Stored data
########

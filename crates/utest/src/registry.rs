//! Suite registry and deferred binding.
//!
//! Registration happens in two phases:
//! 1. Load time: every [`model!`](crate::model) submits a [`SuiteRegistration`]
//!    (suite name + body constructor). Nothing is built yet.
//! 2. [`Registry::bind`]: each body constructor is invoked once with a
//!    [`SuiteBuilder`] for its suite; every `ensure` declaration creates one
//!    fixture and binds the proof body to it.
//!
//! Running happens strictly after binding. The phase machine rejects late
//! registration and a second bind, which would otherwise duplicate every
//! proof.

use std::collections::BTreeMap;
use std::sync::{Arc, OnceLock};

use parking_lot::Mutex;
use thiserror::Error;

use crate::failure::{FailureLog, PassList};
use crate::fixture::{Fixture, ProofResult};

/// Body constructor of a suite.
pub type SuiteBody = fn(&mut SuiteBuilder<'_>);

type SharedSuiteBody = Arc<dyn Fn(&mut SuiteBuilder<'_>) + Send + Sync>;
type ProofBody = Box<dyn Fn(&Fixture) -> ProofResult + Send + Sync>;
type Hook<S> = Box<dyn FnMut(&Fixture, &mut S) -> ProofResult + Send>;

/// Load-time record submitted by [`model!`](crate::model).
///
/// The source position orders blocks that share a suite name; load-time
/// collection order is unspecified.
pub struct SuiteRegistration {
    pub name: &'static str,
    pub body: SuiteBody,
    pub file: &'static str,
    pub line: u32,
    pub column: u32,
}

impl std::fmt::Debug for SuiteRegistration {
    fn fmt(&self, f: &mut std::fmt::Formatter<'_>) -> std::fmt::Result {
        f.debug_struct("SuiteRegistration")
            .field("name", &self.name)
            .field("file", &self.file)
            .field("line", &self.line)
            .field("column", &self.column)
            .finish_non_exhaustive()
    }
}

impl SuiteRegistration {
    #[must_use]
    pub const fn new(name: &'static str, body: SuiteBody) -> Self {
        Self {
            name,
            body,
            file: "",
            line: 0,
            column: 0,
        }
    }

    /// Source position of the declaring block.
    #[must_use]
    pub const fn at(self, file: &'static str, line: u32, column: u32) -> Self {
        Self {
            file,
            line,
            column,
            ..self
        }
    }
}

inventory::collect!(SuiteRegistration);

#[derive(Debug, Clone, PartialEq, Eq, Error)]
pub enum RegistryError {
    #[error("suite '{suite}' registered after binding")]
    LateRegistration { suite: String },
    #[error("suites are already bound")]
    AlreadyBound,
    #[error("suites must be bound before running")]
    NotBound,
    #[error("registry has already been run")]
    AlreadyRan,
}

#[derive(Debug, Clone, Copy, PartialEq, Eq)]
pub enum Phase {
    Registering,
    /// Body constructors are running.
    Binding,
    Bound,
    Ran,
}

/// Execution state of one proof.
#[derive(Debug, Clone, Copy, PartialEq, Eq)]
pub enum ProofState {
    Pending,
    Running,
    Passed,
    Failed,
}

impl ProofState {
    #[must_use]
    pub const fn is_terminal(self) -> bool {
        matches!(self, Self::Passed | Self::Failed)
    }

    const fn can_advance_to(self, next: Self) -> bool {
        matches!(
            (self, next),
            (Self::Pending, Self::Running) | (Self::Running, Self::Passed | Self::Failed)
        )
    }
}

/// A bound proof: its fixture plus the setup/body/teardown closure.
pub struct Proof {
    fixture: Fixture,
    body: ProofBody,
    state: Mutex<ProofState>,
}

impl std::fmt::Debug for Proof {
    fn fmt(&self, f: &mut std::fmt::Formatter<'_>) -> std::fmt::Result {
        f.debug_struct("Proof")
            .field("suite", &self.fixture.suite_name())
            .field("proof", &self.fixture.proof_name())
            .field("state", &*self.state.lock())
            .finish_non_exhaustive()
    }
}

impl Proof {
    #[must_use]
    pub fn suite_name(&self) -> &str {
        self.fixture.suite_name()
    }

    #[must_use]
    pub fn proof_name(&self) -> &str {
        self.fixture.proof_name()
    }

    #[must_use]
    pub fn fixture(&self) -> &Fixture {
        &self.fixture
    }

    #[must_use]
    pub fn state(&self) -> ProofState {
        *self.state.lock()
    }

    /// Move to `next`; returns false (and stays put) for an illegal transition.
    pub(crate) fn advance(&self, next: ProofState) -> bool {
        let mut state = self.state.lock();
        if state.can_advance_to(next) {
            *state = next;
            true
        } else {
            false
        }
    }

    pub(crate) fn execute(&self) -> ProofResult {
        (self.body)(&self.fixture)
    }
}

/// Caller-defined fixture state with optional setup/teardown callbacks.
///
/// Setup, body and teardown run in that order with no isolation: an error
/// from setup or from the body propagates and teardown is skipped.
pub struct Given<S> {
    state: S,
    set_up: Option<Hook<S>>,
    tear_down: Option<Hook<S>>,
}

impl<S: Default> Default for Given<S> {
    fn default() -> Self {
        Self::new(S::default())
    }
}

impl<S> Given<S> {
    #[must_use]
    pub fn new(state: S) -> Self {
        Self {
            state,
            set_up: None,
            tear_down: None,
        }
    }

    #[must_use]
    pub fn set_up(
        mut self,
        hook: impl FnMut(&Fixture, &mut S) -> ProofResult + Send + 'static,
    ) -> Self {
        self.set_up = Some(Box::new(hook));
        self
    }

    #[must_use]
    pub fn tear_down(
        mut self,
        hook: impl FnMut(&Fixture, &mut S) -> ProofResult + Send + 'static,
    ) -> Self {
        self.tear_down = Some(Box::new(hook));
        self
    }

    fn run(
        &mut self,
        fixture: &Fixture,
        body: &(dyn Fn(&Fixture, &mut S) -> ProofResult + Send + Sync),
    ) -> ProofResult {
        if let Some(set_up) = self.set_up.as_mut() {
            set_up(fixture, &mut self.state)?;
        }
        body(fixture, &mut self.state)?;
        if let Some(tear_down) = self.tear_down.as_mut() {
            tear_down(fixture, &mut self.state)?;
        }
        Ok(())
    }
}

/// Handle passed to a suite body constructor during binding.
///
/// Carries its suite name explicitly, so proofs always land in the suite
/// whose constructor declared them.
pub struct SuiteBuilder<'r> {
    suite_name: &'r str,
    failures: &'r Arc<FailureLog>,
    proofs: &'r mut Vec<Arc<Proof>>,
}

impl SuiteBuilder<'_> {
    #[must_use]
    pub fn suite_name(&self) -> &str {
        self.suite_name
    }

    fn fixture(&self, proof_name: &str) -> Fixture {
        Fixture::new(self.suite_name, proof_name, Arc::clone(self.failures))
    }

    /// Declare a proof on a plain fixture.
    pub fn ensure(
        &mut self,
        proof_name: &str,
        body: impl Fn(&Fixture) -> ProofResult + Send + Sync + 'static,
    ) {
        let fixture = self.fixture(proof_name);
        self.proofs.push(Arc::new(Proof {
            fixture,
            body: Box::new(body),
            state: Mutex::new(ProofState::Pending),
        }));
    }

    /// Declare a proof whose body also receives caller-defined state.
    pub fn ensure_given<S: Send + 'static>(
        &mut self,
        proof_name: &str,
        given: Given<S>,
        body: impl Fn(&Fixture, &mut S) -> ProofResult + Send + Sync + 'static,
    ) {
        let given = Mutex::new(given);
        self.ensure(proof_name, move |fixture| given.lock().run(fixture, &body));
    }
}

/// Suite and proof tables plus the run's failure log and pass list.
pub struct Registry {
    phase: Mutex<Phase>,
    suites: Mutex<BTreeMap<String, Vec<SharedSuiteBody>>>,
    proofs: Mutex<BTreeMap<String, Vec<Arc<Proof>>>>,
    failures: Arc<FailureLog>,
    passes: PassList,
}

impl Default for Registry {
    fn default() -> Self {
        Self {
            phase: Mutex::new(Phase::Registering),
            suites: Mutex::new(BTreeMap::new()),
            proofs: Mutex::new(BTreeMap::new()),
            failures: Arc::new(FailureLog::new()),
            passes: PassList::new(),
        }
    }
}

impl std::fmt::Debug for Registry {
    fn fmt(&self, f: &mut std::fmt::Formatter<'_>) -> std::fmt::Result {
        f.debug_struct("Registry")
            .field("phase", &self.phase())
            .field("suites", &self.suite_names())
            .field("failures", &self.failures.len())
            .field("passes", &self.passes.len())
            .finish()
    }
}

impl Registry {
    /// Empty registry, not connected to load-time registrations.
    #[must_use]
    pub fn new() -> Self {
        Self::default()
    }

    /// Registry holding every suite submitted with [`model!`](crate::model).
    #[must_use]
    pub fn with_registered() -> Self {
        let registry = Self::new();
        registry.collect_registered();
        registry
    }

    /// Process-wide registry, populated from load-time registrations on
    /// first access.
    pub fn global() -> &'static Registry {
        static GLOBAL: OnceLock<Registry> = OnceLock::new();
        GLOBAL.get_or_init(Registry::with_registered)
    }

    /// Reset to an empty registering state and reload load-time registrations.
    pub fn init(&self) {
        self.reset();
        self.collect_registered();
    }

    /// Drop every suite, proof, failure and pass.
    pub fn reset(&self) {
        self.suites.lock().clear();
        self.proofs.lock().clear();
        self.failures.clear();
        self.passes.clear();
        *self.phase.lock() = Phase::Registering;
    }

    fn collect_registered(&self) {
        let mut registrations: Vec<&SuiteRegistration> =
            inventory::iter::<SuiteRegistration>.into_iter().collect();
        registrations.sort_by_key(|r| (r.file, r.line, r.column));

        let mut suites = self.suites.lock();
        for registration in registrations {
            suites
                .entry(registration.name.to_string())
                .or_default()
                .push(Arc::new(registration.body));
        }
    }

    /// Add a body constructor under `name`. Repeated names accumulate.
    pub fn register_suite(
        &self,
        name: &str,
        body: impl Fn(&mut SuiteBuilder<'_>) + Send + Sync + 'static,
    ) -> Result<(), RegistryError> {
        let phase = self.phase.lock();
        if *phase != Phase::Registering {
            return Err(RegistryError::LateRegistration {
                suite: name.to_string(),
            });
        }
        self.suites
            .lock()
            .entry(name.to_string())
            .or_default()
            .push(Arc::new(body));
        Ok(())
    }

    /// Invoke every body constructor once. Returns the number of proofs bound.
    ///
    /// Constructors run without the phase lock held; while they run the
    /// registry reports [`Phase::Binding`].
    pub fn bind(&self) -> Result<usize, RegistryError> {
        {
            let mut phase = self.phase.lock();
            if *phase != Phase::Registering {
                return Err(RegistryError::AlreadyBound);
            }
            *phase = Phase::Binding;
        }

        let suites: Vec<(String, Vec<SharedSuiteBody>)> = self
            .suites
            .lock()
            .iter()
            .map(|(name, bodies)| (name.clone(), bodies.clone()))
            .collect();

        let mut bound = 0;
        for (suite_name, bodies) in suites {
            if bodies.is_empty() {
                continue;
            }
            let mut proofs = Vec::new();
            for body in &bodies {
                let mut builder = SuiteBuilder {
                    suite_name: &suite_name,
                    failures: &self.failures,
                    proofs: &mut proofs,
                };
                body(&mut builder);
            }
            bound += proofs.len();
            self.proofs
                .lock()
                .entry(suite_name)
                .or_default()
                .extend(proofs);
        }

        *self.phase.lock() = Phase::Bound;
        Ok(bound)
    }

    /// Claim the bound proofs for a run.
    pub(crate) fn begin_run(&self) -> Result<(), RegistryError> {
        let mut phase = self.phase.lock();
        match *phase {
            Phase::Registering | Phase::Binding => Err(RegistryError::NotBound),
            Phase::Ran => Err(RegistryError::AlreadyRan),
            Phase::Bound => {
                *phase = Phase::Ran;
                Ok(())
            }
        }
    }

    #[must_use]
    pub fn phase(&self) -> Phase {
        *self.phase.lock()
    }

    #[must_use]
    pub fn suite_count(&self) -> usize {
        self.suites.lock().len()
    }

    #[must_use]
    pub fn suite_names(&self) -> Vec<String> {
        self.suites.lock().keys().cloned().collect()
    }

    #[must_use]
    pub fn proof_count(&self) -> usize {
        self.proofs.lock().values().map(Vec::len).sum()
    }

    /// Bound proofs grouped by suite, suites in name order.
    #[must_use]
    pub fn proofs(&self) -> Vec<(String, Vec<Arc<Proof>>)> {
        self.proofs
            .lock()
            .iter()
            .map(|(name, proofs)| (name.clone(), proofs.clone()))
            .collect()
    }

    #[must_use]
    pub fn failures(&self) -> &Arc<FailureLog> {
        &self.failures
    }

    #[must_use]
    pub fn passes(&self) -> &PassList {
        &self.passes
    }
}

########

**Task prompt**:
The output must consist solely of the lines from the first line of the records through the line containing "is built yet.", reproduced exactly.

**Response**:
filename crates/utest/src/registry.rs
//! Suite registry and deferred binding.
//!
//! Registration happens in two phases:
//! 1. Load time: every [`model!`](crate::model) submits a [`SuiteRegistration`]
//!    (suite name + body constructor). Nothing is built yet.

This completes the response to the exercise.